§ **Aim of the task**:
Among the entries that follow, count the lines that contain the word "ExecutionMeasurement" and say how many there are, writing nothing else.

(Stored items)
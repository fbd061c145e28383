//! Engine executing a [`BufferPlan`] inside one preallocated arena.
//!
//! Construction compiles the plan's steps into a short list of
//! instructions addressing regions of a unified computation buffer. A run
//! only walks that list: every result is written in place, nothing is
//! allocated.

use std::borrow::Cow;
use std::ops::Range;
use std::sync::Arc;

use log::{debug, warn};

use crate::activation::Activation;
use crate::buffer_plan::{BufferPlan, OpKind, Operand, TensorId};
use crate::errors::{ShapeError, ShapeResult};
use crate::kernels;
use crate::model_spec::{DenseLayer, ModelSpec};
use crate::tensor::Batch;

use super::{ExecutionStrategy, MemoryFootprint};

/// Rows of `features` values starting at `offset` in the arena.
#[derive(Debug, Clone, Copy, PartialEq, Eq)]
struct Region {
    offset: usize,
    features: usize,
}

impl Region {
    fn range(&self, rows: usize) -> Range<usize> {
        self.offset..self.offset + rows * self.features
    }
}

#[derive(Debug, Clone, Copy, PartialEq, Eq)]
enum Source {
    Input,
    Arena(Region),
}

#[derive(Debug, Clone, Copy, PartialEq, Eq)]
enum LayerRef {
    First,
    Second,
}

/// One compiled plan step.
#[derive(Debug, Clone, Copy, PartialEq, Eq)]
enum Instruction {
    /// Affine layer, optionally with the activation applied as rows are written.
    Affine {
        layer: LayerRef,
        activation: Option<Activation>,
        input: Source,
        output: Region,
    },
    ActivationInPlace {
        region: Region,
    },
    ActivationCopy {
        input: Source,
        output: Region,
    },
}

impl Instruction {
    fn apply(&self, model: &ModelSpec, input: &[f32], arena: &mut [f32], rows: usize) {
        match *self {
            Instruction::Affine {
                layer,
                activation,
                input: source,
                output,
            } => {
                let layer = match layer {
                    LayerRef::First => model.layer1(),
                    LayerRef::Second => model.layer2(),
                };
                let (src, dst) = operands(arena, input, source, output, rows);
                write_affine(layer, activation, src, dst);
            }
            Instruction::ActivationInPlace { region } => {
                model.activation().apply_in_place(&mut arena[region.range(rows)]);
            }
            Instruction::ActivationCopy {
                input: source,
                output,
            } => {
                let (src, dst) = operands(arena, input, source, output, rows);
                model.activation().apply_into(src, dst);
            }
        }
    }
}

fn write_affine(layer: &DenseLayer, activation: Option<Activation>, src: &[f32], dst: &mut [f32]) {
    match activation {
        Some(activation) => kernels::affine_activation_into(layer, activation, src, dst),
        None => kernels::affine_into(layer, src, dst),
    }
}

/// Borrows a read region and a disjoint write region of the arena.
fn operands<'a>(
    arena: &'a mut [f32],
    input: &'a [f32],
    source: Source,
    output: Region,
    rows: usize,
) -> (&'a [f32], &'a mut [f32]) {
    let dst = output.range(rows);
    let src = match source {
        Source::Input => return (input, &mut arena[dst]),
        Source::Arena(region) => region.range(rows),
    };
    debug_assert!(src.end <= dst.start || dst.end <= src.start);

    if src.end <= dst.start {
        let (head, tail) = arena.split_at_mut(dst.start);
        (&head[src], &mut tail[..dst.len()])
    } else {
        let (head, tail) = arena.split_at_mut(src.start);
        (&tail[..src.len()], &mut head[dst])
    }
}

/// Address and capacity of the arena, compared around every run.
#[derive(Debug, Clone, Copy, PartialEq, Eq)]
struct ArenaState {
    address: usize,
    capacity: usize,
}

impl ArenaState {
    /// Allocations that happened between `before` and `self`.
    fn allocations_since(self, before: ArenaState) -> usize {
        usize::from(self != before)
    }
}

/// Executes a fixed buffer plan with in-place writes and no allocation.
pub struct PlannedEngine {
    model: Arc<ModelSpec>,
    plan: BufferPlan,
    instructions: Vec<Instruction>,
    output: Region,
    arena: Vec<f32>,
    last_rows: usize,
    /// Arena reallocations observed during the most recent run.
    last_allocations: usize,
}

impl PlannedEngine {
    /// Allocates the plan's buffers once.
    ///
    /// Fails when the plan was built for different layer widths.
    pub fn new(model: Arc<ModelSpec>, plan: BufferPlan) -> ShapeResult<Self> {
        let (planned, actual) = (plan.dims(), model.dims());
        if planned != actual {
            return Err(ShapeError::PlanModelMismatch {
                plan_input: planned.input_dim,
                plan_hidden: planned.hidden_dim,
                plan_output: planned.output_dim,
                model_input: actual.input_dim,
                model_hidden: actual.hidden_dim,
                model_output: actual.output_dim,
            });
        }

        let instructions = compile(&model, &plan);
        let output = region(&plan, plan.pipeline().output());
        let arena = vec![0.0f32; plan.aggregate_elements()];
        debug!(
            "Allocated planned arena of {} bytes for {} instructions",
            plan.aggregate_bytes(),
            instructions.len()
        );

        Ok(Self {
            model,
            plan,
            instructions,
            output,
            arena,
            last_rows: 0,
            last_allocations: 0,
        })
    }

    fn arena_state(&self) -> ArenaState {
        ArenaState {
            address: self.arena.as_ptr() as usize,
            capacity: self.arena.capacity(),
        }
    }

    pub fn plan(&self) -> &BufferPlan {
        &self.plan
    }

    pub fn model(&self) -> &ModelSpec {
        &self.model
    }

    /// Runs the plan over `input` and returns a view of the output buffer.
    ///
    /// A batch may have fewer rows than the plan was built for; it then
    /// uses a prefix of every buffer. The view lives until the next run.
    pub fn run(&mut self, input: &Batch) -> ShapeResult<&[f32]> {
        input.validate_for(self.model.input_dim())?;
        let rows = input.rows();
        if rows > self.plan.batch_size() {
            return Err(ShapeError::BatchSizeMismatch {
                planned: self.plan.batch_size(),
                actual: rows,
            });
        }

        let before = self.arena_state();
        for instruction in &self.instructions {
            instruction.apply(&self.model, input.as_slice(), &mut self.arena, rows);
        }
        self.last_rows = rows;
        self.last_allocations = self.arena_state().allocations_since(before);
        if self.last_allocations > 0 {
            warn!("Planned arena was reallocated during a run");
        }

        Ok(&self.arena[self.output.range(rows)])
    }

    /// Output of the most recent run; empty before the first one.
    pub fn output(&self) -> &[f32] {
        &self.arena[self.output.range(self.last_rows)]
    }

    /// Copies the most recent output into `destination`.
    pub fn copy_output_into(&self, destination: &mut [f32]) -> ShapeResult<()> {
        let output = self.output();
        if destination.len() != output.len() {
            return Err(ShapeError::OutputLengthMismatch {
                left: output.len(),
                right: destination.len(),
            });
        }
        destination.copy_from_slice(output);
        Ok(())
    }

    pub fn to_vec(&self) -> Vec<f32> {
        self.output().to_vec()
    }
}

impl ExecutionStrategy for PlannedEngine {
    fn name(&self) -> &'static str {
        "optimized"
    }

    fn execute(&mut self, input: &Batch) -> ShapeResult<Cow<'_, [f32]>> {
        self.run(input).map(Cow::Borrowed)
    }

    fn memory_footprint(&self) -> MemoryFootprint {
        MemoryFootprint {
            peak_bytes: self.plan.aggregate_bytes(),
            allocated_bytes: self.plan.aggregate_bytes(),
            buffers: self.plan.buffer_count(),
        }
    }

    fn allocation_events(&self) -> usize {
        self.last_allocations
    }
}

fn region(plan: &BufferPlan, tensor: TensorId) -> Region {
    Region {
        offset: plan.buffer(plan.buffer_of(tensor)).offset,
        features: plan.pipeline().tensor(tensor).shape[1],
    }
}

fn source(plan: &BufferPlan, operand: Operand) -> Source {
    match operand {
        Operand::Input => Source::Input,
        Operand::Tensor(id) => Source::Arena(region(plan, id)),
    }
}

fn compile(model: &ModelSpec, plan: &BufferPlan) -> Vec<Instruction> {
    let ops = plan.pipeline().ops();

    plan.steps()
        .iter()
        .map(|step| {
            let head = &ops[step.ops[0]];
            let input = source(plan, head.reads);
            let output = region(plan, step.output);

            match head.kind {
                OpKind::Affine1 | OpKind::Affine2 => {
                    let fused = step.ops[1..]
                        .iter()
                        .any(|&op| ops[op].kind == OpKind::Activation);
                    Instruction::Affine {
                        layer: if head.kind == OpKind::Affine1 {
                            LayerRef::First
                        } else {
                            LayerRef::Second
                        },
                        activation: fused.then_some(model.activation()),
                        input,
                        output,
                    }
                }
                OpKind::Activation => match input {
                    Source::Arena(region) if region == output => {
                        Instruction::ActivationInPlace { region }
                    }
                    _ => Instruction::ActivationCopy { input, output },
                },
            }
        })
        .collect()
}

...

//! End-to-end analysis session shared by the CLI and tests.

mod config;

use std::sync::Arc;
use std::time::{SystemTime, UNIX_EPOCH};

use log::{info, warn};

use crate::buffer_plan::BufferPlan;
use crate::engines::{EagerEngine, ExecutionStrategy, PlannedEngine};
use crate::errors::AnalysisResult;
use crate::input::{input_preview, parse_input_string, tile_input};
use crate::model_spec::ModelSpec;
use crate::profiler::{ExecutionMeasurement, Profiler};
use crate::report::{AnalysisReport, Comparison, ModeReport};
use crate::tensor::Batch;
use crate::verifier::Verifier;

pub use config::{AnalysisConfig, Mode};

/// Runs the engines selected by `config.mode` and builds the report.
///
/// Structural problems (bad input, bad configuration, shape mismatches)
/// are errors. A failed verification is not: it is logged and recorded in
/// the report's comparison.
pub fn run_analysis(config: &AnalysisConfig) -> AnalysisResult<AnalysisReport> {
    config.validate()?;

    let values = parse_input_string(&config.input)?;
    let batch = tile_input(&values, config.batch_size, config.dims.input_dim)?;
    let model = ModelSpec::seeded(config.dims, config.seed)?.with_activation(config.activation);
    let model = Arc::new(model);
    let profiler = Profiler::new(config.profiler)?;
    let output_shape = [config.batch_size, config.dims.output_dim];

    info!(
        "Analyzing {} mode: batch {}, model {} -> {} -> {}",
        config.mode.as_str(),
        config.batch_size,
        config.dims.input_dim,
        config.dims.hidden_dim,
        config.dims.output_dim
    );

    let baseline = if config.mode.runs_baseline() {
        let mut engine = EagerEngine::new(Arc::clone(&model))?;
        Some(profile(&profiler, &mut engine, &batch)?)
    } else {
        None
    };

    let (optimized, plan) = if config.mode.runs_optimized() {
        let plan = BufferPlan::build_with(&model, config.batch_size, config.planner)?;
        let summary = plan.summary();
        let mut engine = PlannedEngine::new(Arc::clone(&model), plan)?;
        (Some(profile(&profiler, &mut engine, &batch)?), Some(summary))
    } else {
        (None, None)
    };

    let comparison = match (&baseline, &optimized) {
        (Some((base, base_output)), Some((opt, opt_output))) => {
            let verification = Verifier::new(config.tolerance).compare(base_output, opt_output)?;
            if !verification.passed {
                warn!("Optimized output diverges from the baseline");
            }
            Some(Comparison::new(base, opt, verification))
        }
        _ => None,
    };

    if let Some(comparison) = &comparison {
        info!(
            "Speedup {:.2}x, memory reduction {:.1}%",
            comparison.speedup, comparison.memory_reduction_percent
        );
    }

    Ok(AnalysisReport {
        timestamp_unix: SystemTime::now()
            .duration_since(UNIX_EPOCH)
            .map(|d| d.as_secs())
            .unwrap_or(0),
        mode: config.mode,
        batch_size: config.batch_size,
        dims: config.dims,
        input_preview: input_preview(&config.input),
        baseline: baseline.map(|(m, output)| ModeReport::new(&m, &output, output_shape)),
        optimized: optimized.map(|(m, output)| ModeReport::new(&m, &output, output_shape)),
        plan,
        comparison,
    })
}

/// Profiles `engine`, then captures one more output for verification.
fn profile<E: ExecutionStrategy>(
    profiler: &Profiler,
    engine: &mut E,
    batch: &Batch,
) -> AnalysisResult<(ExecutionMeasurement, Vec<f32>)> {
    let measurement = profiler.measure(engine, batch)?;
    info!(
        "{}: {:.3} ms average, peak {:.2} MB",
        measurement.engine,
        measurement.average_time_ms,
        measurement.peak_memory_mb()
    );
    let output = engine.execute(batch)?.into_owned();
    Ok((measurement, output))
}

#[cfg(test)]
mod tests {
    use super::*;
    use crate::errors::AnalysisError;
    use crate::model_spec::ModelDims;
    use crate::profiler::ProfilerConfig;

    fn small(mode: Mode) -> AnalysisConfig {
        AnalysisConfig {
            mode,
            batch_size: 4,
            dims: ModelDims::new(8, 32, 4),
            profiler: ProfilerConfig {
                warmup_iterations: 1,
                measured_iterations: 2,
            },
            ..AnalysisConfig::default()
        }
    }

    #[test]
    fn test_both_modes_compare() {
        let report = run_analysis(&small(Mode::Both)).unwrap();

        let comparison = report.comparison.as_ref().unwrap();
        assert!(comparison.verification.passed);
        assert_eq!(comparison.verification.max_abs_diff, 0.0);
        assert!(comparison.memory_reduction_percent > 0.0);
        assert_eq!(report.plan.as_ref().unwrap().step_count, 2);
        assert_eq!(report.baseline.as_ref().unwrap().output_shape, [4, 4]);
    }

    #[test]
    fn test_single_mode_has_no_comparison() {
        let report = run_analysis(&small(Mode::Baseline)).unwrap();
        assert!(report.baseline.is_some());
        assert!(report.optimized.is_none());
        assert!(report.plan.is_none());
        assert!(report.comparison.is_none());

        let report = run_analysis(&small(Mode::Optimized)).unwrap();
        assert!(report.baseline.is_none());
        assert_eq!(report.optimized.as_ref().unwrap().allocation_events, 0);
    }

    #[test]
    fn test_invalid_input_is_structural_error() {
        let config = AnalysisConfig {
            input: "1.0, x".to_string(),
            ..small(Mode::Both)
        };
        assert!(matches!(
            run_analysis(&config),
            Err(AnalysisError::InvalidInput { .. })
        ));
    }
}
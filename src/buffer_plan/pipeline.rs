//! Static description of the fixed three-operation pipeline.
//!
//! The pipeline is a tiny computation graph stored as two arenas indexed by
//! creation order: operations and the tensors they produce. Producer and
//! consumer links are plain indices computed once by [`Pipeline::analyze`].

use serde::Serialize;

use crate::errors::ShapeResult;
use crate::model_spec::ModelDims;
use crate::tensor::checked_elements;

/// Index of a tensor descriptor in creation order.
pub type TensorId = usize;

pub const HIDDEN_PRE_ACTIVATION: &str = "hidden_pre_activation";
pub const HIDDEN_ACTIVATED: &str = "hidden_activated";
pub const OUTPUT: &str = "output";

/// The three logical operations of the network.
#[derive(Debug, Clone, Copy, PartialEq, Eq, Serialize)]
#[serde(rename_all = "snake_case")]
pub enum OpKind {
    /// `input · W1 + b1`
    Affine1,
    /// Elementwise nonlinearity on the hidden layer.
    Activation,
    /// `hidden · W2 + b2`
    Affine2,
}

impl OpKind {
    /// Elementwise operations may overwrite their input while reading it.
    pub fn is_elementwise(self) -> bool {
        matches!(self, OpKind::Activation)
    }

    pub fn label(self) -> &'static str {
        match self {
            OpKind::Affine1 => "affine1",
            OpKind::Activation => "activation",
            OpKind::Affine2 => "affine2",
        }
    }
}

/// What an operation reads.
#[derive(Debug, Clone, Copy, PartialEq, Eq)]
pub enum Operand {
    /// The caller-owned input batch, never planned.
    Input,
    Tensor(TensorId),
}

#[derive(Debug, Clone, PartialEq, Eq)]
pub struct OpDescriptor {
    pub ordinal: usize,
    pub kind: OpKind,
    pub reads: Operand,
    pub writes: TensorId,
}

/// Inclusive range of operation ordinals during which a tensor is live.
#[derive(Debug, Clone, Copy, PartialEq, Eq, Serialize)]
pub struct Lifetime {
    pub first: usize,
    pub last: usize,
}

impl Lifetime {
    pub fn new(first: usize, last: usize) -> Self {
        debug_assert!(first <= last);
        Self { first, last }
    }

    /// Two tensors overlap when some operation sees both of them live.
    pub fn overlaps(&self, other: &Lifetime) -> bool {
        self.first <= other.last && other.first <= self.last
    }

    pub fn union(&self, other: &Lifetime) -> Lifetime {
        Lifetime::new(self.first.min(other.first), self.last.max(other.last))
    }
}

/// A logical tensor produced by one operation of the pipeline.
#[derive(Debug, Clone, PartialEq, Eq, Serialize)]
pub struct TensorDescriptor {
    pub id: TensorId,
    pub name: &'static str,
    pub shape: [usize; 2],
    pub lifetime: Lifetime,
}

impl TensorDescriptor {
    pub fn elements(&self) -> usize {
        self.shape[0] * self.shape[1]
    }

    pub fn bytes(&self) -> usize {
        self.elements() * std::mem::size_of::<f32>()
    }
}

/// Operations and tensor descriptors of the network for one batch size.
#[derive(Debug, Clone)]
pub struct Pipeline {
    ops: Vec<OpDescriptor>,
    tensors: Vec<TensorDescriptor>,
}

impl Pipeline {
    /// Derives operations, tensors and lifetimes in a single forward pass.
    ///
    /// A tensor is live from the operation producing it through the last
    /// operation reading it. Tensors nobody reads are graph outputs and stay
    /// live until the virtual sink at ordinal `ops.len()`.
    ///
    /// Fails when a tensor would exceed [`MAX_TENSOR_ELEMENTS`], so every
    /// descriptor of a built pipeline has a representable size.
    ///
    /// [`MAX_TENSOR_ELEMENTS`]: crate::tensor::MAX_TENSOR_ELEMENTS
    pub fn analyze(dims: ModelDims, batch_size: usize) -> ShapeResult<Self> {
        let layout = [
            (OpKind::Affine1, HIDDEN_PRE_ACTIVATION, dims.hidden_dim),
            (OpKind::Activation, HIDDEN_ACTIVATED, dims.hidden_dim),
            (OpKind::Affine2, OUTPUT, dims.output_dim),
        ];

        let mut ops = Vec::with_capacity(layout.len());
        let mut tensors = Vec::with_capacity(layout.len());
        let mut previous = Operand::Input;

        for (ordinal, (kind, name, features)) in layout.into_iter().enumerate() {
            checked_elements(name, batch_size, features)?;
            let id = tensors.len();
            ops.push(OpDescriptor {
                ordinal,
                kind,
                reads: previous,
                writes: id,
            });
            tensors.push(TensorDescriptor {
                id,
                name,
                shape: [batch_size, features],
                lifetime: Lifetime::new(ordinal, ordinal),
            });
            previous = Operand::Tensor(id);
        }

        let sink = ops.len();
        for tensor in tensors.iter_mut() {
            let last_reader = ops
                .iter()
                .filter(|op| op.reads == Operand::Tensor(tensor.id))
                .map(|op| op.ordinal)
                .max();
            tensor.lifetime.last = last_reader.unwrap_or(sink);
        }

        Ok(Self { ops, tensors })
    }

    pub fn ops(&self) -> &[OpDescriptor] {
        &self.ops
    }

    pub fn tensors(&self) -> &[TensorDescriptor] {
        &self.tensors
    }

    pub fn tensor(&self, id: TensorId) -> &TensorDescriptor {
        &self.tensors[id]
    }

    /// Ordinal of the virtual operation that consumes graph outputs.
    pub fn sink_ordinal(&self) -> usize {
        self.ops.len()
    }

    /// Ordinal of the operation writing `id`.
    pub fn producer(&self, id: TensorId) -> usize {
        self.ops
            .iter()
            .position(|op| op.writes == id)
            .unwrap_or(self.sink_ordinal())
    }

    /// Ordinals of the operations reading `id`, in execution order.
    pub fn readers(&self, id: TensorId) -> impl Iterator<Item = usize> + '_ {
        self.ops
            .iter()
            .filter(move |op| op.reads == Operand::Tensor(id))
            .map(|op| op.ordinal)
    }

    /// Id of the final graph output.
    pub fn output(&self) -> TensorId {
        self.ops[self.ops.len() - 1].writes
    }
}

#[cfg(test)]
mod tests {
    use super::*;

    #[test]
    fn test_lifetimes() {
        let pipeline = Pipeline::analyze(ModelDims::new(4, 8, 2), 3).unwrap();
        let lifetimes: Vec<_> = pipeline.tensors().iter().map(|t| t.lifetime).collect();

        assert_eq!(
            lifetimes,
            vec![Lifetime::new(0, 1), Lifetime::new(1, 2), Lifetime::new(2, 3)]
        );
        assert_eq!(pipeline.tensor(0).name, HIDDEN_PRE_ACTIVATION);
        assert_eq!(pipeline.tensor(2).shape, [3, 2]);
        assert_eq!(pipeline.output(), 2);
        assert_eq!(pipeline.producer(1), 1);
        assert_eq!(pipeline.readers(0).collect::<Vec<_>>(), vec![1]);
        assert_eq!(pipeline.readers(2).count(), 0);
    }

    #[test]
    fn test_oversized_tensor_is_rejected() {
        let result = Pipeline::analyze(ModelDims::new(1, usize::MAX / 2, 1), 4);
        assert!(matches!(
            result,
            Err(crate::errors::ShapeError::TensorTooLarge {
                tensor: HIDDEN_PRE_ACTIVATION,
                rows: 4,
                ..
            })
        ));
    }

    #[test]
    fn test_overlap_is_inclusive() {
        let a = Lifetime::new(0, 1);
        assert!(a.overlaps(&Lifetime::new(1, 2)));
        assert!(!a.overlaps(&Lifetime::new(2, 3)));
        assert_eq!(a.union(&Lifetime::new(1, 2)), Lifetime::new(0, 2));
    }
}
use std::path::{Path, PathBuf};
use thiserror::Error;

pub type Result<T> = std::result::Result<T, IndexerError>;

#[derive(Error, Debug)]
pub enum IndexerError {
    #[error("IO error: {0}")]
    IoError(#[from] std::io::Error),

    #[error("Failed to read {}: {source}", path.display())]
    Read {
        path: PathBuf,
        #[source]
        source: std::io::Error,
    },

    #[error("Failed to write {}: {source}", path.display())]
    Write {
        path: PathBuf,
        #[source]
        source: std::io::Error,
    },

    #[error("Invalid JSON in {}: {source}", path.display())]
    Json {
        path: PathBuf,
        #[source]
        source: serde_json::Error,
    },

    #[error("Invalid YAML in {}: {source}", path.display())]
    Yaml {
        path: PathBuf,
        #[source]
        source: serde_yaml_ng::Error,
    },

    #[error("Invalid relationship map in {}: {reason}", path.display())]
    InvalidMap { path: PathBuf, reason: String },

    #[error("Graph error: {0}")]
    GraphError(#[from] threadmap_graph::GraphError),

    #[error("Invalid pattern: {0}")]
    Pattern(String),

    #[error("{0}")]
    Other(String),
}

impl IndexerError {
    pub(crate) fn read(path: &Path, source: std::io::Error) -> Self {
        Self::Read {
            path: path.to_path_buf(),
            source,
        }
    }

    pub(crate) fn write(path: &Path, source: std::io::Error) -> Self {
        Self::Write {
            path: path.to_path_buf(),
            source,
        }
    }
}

* * *

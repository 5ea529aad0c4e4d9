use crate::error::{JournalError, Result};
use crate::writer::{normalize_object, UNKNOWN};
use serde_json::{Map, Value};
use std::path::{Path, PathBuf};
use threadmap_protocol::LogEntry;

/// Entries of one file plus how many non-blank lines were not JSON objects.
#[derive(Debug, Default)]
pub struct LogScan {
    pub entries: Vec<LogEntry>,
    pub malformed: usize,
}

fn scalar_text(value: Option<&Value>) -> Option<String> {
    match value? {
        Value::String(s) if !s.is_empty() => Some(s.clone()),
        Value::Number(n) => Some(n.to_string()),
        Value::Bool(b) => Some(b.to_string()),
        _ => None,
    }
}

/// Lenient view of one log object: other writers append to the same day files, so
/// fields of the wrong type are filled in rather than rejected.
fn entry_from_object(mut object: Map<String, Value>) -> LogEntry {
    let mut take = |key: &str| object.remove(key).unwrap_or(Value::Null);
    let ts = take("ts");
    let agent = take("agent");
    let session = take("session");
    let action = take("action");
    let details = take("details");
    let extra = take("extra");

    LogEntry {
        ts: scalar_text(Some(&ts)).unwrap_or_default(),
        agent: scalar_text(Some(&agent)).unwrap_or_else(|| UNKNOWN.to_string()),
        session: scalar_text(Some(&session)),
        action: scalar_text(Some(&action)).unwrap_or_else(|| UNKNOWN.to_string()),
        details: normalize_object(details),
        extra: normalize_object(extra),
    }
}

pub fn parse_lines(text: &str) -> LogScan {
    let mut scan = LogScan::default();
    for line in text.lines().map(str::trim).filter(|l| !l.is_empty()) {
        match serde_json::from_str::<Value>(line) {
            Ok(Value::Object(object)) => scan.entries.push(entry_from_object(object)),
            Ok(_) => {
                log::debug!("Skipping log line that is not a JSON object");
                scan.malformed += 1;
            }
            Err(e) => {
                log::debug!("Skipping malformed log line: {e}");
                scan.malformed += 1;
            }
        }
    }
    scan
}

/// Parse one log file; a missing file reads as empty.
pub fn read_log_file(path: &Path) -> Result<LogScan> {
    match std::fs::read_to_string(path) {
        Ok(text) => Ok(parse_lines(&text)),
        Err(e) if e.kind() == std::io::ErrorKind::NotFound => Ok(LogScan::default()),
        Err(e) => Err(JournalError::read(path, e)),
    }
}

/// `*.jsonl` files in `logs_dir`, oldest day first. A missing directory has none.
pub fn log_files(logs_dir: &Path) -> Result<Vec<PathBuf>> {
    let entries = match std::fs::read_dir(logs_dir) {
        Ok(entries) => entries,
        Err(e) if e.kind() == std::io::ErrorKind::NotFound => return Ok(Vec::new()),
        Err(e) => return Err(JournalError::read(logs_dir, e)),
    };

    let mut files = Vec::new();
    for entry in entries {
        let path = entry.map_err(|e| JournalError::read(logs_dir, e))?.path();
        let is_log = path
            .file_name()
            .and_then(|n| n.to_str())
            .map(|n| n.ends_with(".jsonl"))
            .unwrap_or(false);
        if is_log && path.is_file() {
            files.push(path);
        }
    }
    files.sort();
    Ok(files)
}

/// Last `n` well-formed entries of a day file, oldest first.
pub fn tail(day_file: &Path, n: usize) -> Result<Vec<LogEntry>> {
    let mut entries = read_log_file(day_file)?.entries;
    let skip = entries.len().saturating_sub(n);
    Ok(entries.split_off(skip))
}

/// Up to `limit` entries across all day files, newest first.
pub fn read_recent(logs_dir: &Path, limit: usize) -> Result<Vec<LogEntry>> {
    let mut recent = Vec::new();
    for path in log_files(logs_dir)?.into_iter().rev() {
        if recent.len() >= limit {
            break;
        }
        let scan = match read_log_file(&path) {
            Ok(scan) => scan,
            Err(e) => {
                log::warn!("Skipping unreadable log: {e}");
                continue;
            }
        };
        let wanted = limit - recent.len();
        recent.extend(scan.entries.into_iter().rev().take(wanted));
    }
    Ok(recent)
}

§ **Result of the task**:
2